D-PO02-235 - Areas Of High Intensity In In-vivo Mri Correlate To Areas Of Slow Conduction Using High Density Mapping (ID 269)


Background: Slow conduction zones in the left atrium (LA) may be regions of interest in sustaining atrial fibrillation (AF).
Objective: We aim to show that conduction velocity (CV) decreases in areas of high intensity compared to low intensity regions in in-vivo late gadolinium enhancement (LGE) MRI scans.
Methods: High density electrophysiology studies were performed on a chronic rapid atrial paced canine model (n=7) using the Orion catheter and the Rhythmia (Boston Scientific) mapping system. Animals were paced for >6 months and had sustained AF with LA activation times recorded in sinus rhythm after cardioversion. CV was calculated using the triangulation method. In-vivo LGE-MRI scan was done in a 3T scanner. The LA wall was segmented, and the highest 30% intensity marked as high intensity region. The anatomical LA CV map and the MRI geometry were registered, and the CV in high and low intensity regions was compared using Welch’s t-test.

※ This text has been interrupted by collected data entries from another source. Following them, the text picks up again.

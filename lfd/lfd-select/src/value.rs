//! Linear value function over scene features.

use crate::{SelectError, SelectResult};
use lfd_types::SceneState;
use nalgebra::DVector;
use std::sync::Arc;

/// Extracts a fixed-length feature vector from a scene.
pub trait SceneFeatures: Send + Sync {
    /// Features of `scene`.
    fn features(&self, scene: &SceneState) -> DVector<f64>;
}

/// Scores scenes as `features(scene) · weights`.
#[derive(Clone)]
pub struct ValueFunction {
    features: Arc<dyn SceneFeatures>,
    weights: DVector<f64>,
}

impl std::fmt::Debug for ValueFunction {
    fn fmt(&self, f: &mut std::fmt::Formatter<'_>) -> std::fmt::Result {
        f.debug_struct("ValueFunction")
            .field("weights", &self.weights)
            .finish_non_exhaustive()
    }
}

impl ValueFunction {
    /// Creates a value function.
    ///
    /// # Errors
    ///
    /// Returns [`SelectError::InvalidParameter`] if a weight is not finite.
    pub fn new(features: Arc<dyn SceneFeatures>, weights: DVector<f64>) -> SelectResult<Self> {
        if weights.iter().any(|w| !w.is_finite()) {
            return Err(SelectError::InvalidParameter(
                "value weights must be finite".to_string(),
            ));
        }
        Ok(Self { features, weights })
    }

    /// The weights.
    #[must_use]
    pub const fn weights(&self) -> &DVector<f64> {
        &self.weights
    }

    /// Value of `scene`.
    ///
    /// # Errors
    ///
    /// Returns [`SelectError::FeatureDimension`] if the feature vector does
    /// not match the weights.
    pub fn evaluate(&self, scene: &SceneState) -> SelectResult<f64> {
        let features = self.features.features(scene);
        if features.len() != self.weights.len() {
            return Err(SelectError::FeatureDimension {
                expected: self.weights.len(),
                found: features.len(),
            });
        }
        Ok(features.dot(&self.weights))
    }
}
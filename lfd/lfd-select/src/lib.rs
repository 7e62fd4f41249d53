//! Choosing which demonstration to transfer next.
//!
//! Two selectors implement [`ActionSelection`]:
//!
//! - [`GreedySelection`] ranks every demonstration by a batch cost, usually
//!   the registration cost against the current scene. No lookahead.
//! - [`BeamSearch`] simulates transfers several steps ahead and keeps the
//!   plans with the best cumulative [`ValueFunction`] score.
//!
//! The simulator, scene features and cost oracle are collaborators behind
//! traits. [`DemoTransfer`] is implemented for
//! [`TransferStrategy`](lfd_transfer::TransferStrategy), so any configured
//! transfer strategy can drive the search.
//!
//! # Layer 0
//!
//! This is a Layer 0 crate. Beam expansions run on the `rayon` pool.
//!
//! # Quick Start
//!
//! ```
//! use lfd_select::{ActionSelection, CostOracle, GreedySelection, SelectResult};
//! use lfd_types::SceneState;
//! use std::sync::Arc;
//!
//! struct ByName;
//! impl CostOracle for ByName {
//!     fn batch_cost(&self, _scene: &SceneState) -> SelectResult<Vec<(String, f64)>> {
//!         Ok(vec![("overhand".into(), 1.5), ("figure_eight".into(), 0.3)])
//!     }
//! }
//!
//! let agenda = GreedySelection::new(Arc::new(ByName))
//!     .plan_agenda(&SceneState::new(Vec::new()))
//!     .unwrap();
//! assert_eq!(agenda.first(), Some(("figure_eight", 0.3)));
//! ```

#![cfg_attr(not(test), deny(clippy::unwrap_used, clippy::expect_used))]

mod agenda;
mod beam;
mod error;
mod greedy;
mod simulate;
mod value;

pub use agenda::Agenda;
pub use beam::{BeamPlan, BeamSearch, BeamSearchParams};
pub use error::{SelectError, SelectResult};
pub use greedy::{ActionSelection, CostOracle, GreedySelection};
pub use simulate::{DemoTransfer, Simulator, SimulatorFactory};
pub use value::{SceneFeatures, ValueFunction};
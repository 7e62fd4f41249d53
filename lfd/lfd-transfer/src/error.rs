//! Error types for trajectory transfer.

use lfd_types::{ArmSide, FingerSide, TrajectoryError};
use lfd_warp::WarpError;
use thiserror::Error;

/// Errors that can occur while transferring a demonstration.
#[derive(Debug, Error)]
#[non_exhaustive]
pub enum TransferError {
    /// Registration factory and trajectory transferer cannot work together.
    #[error("incompatible configuration: {0}")]
    IncompatibleConfiguration(String),

    /// A finger's contact trajectory has a different length from the others.
    #[error(
        "{arm} arm {finger} finger contact trajectory has {found} steps, expected {expected}"
    )]
    ContactLengthMismatch {
        /// Arm of the offending finger.
        arm: ArmSide,
        /// The offending finger.
        finger: FingerSide,
        /// Steps of the first finger.
        expected: usize,
        /// Steps of this finger.
        found: usize,
    },

    /// No arm moves in the demonstration.
    #[error("demonstration {0} has no moving arm")]
    NoActiveArm(String),

    /// A joint trajectory or robot vector does not cover the manipulator's
    /// degrees of freedom.
    #[error("manipulator {manip} expects {expected} degrees of freedom, found {found}")]
    DofMismatch {
        /// Manipulator name.
        manip: String,
        /// Expected length.
        expected: usize,
        /// Actual length.
        found: usize,
    },

    /// A joint trajectory has the wrong number of timesteps.
    #[error("trajectory has {found} steps, expected {expected}")]
    StepCountMismatch {
        /// Expected step count.
        expected: usize,
        /// Actual step count.
        found: usize,
    },

    /// The warm-start transferer produced an unusable trajectory.
    #[error("warm start unusable: {0}")]
    WarmStartMismatch(String),

    /// The external registration primitive failed.
    #[error("registration failed: {0}")]
    Registration(String),

    /// The external trajectory solver failed outright.
    #[error("trajectory solver failed: {0}")]
    Solver(String),

    /// NaN or infinity appeared while iterating.
    #[error("numerical instability in {stage}")]
    NumericalInstability {
        /// Loop stage that produced the non-finite value.
        stage: &'static str,
    },

    /// A configuration parameter is out of range.
    #[error("invalid parameter: {0}")]
    InvalidParameter(String),

    /// Warp fitting failed.
    #[error(transparent)]
    Warp(#[from] WarpError),

    /// Demonstration data is inconsistent.
    #[error(transparent)]
    Trajectory(#[from] TrajectoryError),
}

/// Result type for transfer operations.
pub type TransferResult<T> = Result<T, TransferError>;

Results: The mean number of EGMs used for each CV map was 13900 ± 5000. The overall mean LA CV for all animals (n=7) was 0.88 m/s [0.76-0.95], with a mean CV of 0.81 m/s [0.67-0.91] in high intensity regions and 0.93 m/s [0.79-0.99] in the low intensity regions. For all animals, there was a significant difference (p<0.01) in the CV between the high and low intensity regions of the LA, with a mean difference of 0.12 m/s and a mean Cohen’s D effect size of 0.50.
Conclusion: We show reduced CV in enhanced regions of the in-vivo LGE scan, which relates to atrial structural remodeling. This indicates that fibrosis may play a key role in conduction slowing in the LA and important in allowing reentrant circuits to occur to sustain AF.